Eine Mark kostete jeder Geistesblitz, und wenn die Münze nicht sofort auf dem Tisch lag, verfiel der Berliner in tiefes Grübeln. Schach-Profi Sämisch, einer, der von Turnier zu Turnier eilte, Kettenraucher, schwer verletzt im 1. Weltkrieg, Genuss-Mensch, jahrelanges Leben aus dem Koffer. Könnte der Meister sich im Grab umdrehen, er würde es sicher tun. Denn kaum jemand geriet wegen seiner tiefen Gedankengänge häufiger in Zeitnot als Sämisch. Oft blieben ihm nur Sekunden. Einmal fiel für ihn die Zeitschranke bereits nach 12 (!) Zügen und die Partie ging somit verloren. Verbürgt ist ebenfalls, dass Sämisch bei einem Turnier in sämtlichen Kämpfen unterlag, weil sein Zeit-Management versagte, überhaupt kein Tempo aufnahm.
Ist alles lange her. Damals galten übrigens ganz andere Vorschriften. Sämisch hatte für die ersten 40 Züge noch 150 Minuten.
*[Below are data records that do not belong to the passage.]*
//! # NEP-2 passphrase-protected private keys
//!
//! NEP-2 wraps a private key in a scrypt-derived AES-256-ECB envelope:
//!
//! ```text
//! payload  = 0x01 0x42 0xE0 || addressHash[4] || AES-ECB(xor(key, DK1), DK2)
//! (DK1, DK2) = scrypt(password, addressHash, N, r, p, 64).split(32)
//! addressHash = sha256(sha256(address))[0..4]
//! ```
//!
//! The final string is Base58Check over the 39-byte payload and starts
//! with `6P`. Decryption re-derives the address from the decrypted key
//! and compares its hash to the stored one, which catches wrong
//! passwords.

use aes::Aes256;
use cipher::{block_padding::NoPadding, BlockDecryptMut, BlockEncryptMut, KeyInit};
use primitive_types::H160;
use scrypt::{scrypt, Params};
use thiserror::Error;

use crate::{
	crypto::{
		base58check_decode, base58check_encode, CryptoError, HashableForVec, KeyPair, SecureBytes,
	},
	neo_config::NeoConstants,
	neo_types::{ScriptHashExtension, ScryptParamsDef},
};

type Aes256EcbEnc = ecb::Encryptor<Aes256>;
type Aes256EcbDec = ecb::Decryptor<Aes256>;

/// Errors raised by NEP-2 encryption and decryption.
#[derive(Error, Debug, PartialEq)]
pub enum Nep2Error {
	#[error("Invalid NEP-2 format: {0}")]
	InvalidFormat(String),

	#[error("Wrong passphrase")]
	InvalidPassphrase,

	#[error("Invalid scrypt parameters: {0}")]
	InvalidScryptParams(String),

	/// The configured scrypt parameters would exceed the memory ceiling.
	#[error("Scrypt memory requirement {required} exceeds the ceiling of {ceiling} bytes")]
	ResourceExhausted { required: u64, ceiling: u64 },

	#[error("Cipher failure: {0}")]
	Cipher(String),

	#[error(transparent)]
	Crypto(#[from] CryptoError),
}

pub struct NEP2;

impl NEP2 {
	pub const DKLEN: usize = 64;
	pub const NEP2_PAYLOAD_LENGTH: usize = 39;
	pub const NEP2_PREFIX_1: u8 = NeoConstants::NEP_HEADER_1;
	pub const NEP2_PREFIX_2: u8 = NeoConstants::NEP_HEADER_2;
	pub const NEP2_FLAGBYTE: u8 = NeoConstants::NEP_FLAG;

	/// Encrypts a key pair under a password with the given scrypt
	/// parameters.
	pub fn encrypt(
		password: &str,
		key_pair: &KeyPair,
		params: ScryptParamsDef,
	) -> Result<String, Nep2Error> {
		let address_hash = address_hash_of(key_pair);
		let derived = derive_key(password, &address_hash, &params)?;

		let mut xored = SecureBytes::new(key_pair.private_key_bytes().to_vec());
		derived.expose(|dk| {
			xored.expose_mut(|key| {
				for (byte, pad) in key.iter_mut().zip(&dk[..32]) {
					*byte ^= pad;
				}
			})
		});

		let encrypted = derived.expose(|dk| {
			let cipher = Aes256EcbEnc::new_from_slice(&dk[32..64])
				.map_err(|e| Nep2Error::Cipher(e.to_string()))?;
			let mut block = [0u8; 32];
			xored.expose(|key| block.copy_from_slice(key));
			cipher
				.encrypt_padded_mut::<NoPadding>(&mut block, 32)
				.map(<[u8]>::to_vec)
				.map_err(|e| Nep2Error::Cipher(e.to_string()))
		})?;

		let mut payload = Vec::with_capacity(Self::NEP2_PAYLOAD_LENGTH);
		payload.push(Self::NEP2_PREFIX_1);
		payload.push(Self::NEP2_PREFIX_2);
		payload.push(Self::NEP2_FLAGBYTE);
		payload.extend_from_slice(&address_hash);
		payload.extend_from_slice(&encrypted);

		Ok(base58check_encode(&payload))
	}

	/// Encrypts with the standard NEP-2 parameters (N=16384, r=8, p=8).
	pub fn encrypt_default(password: &str, key_pair: &KeyPair) -> Result<String, Nep2Error> {
		Self::encrypt(password, key_pair, ScryptParamsDef::default())
	}

	/// Decrypts a NEP-2 string. A wrong password surfaces as
	/// [`Nep2Error::InvalidPassphrase`] via the address-hash check.
	pub fn decrypt(
		password: &str,
		nep2: &str,
		params: ScryptParamsDef,
	) -> Result<KeyPair, Nep2Error> {
		let payload = base58check_decode(nep2)
			.ok_or_else(|| Nep2Error::InvalidFormat("Base58Check decoding failed".to_string()))?;
		if payload.len() != Self::NEP2_PAYLOAD_LENGTH {
			return Err(Nep2Error::InvalidFormat(format!(
				"NEP-2 payloads are {} bytes, got {}",
				Self::NEP2_PAYLOAD_LENGTH,
				payload.len()
			)));
		}
		if payload[0] != Self::NEP2_PREFIX_1
			|| payload[1] != Self::NEP2_PREFIX_2
			|| payload[2] != Self::NEP2_FLAGBYTE
		{
			return Err(Nep2Error::InvalidFormat("Wrong NEP-2 framing bytes".to_string()));
		}

		let address_hash: [u8; 4] = payload[3..7].try_into().expect("slice is 4 bytes");
		let encrypted = &payload[7..39];

		let derived = derive_key(password, &address_hash, &params)?;

		let mut decrypted = derived.expose(|dk| {
			let cipher = Aes256EcbDec::new_from_slice(&dk[32..64])
				.map_err(|e| Nep2Error::Cipher(e.to_string()))?;
			let mut block = [0u8; 32];
			block.copy_from_slice(encrypted);
			cipher
				.decrypt_padded_mut::<NoPadding>(&mut block)
				.map(<[u8]>::to_vec)
				.map_err(|e| Nep2Error::Cipher(e.to_string()))
		})?;
		let mut plain_key = SecureBytes::new(std::mem::take(&mut decrypted));
		derived.expose(|dk| {
			plain_key.expose_mut(|key| {
				for (byte, pad) in key.iter_mut().zip(&dk[..32]) {
					*byte ^= pad;
				}
			})
		});

		let key_pair = plain_key.expose(|key| {
			let bytes: [u8; 32] =
				key.try_into().map_err(|_| CryptoError::InvalidPrivateKey)?;
			KeyPair::from_private_key(&bytes)
		})?;

		// Wrong passwords decrypt to a different key, whose address hash
		// cannot match the stored one.
		if address_hash_of(&key_pair) != address_hash {
			return Err(Nep2Error::InvalidPassphrase);
		}

		Ok(key_pair)
	}

	pub fn decrypt_default(password: &str, nep2: &str) -> Result<KeyPair, Nep2Error> {
		Self::decrypt(password, nep2, ScryptParamsDef::default())
	}
}

/// `sha256(sha256(address))[0..4]` for the key pair's address.
fn address_hash_of(key_pair: &KeyPair) -> [u8; 4] {
	let address = H160::from_public_key(&key_pair.public_key_bytes())
		.expect("compressed public keys are always 33 bytes")
		.to_address();
	let digest = address.as_bytes().hash256().hash256();
	digest[..4].try_into().expect("SHA-256 digests are at least 4 bytes")
}

/// Runs scrypt into a zeroizing buffer, enforcing the memory ceiling
/// before any allocation happens.
fn derive_key(
	password: &str,
	address_hash: &[u8; 4],
	params: &ScryptParamsDef,
) -> Result<SecureBytes, Nep2Error> {
	let required = params.memory_bytes();
	if required > NeoConstants::SCRYPT_MEMORY_CEILING {
		return Err(Nep2Error::ResourceExhausted {
			required,
			ceiling: NeoConstants::SCRYPT_MEMORY_CEILING,
		});
	}

	let log_n = params.log_n().map_err(|e| Nep2Error::InvalidScryptParams(e.to_string()))?;
	let scrypt_params = Params::new(log_n, params.r, params.p, 32)
		.map_err(|e| Nep2Error::InvalidScryptParams(e.to_string()))?;

	let password = SecureBytes::from_password(password);
	let mut derived = SecureBytes::new(vec![0u8; NEP2::DKLEN]);
	let result = password.expose(|pw| {
		derived.expose_mut(|out| scrypt(pw, address_hash, &scrypt_params, out))
	});
	result.map_err(|e| Nep2Error::InvalidScryptParams(e.to_string()))?;
	Ok(derived)
}
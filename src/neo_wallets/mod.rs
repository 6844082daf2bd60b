//! # Neo Wallets
//!
//! Wallet management for Neo N3.
//!
//! ## Overview
//!
//! The neo_wallets module provides the account collection type and the
//! NEP-6 wallet document:
//!
//! - [`Wallet`]: accounts keyed by script hash with a single designated
//!   default
//! - [`Nep6Wallet`] / [`Nep6Account`] / [`Nep6Contract`]: the NEP-6
//!   JSON structure and its conversions
//!
//! Reading and writing wallet files is left to the host application;
//! this module only models the document.

pub use nep6::*;
pub use wallet::*;
pub use wallet_error::*;

mod nep6;
mod wallet;
mod wallet_error;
Ihm verdankt die Schachwelt mehrere aggressive Eröffnungs-Strategien, die bis heute hochaktuell sind.
Sämisch-Engel, Brünn 1928. Weiß am Zug setzt matt.
Lösung der Aufgabe aus Maulbeerblatt Nr. 83:
1. Ta3 Kb6, 2. Tg5 Kc7 3. Tc3 Kb8 (Kd8 4.Td5 Ke8 5. Tc8 matt)
4. Lf4 Ka8 5. Tc8 matt
Tick, Tick, Tick …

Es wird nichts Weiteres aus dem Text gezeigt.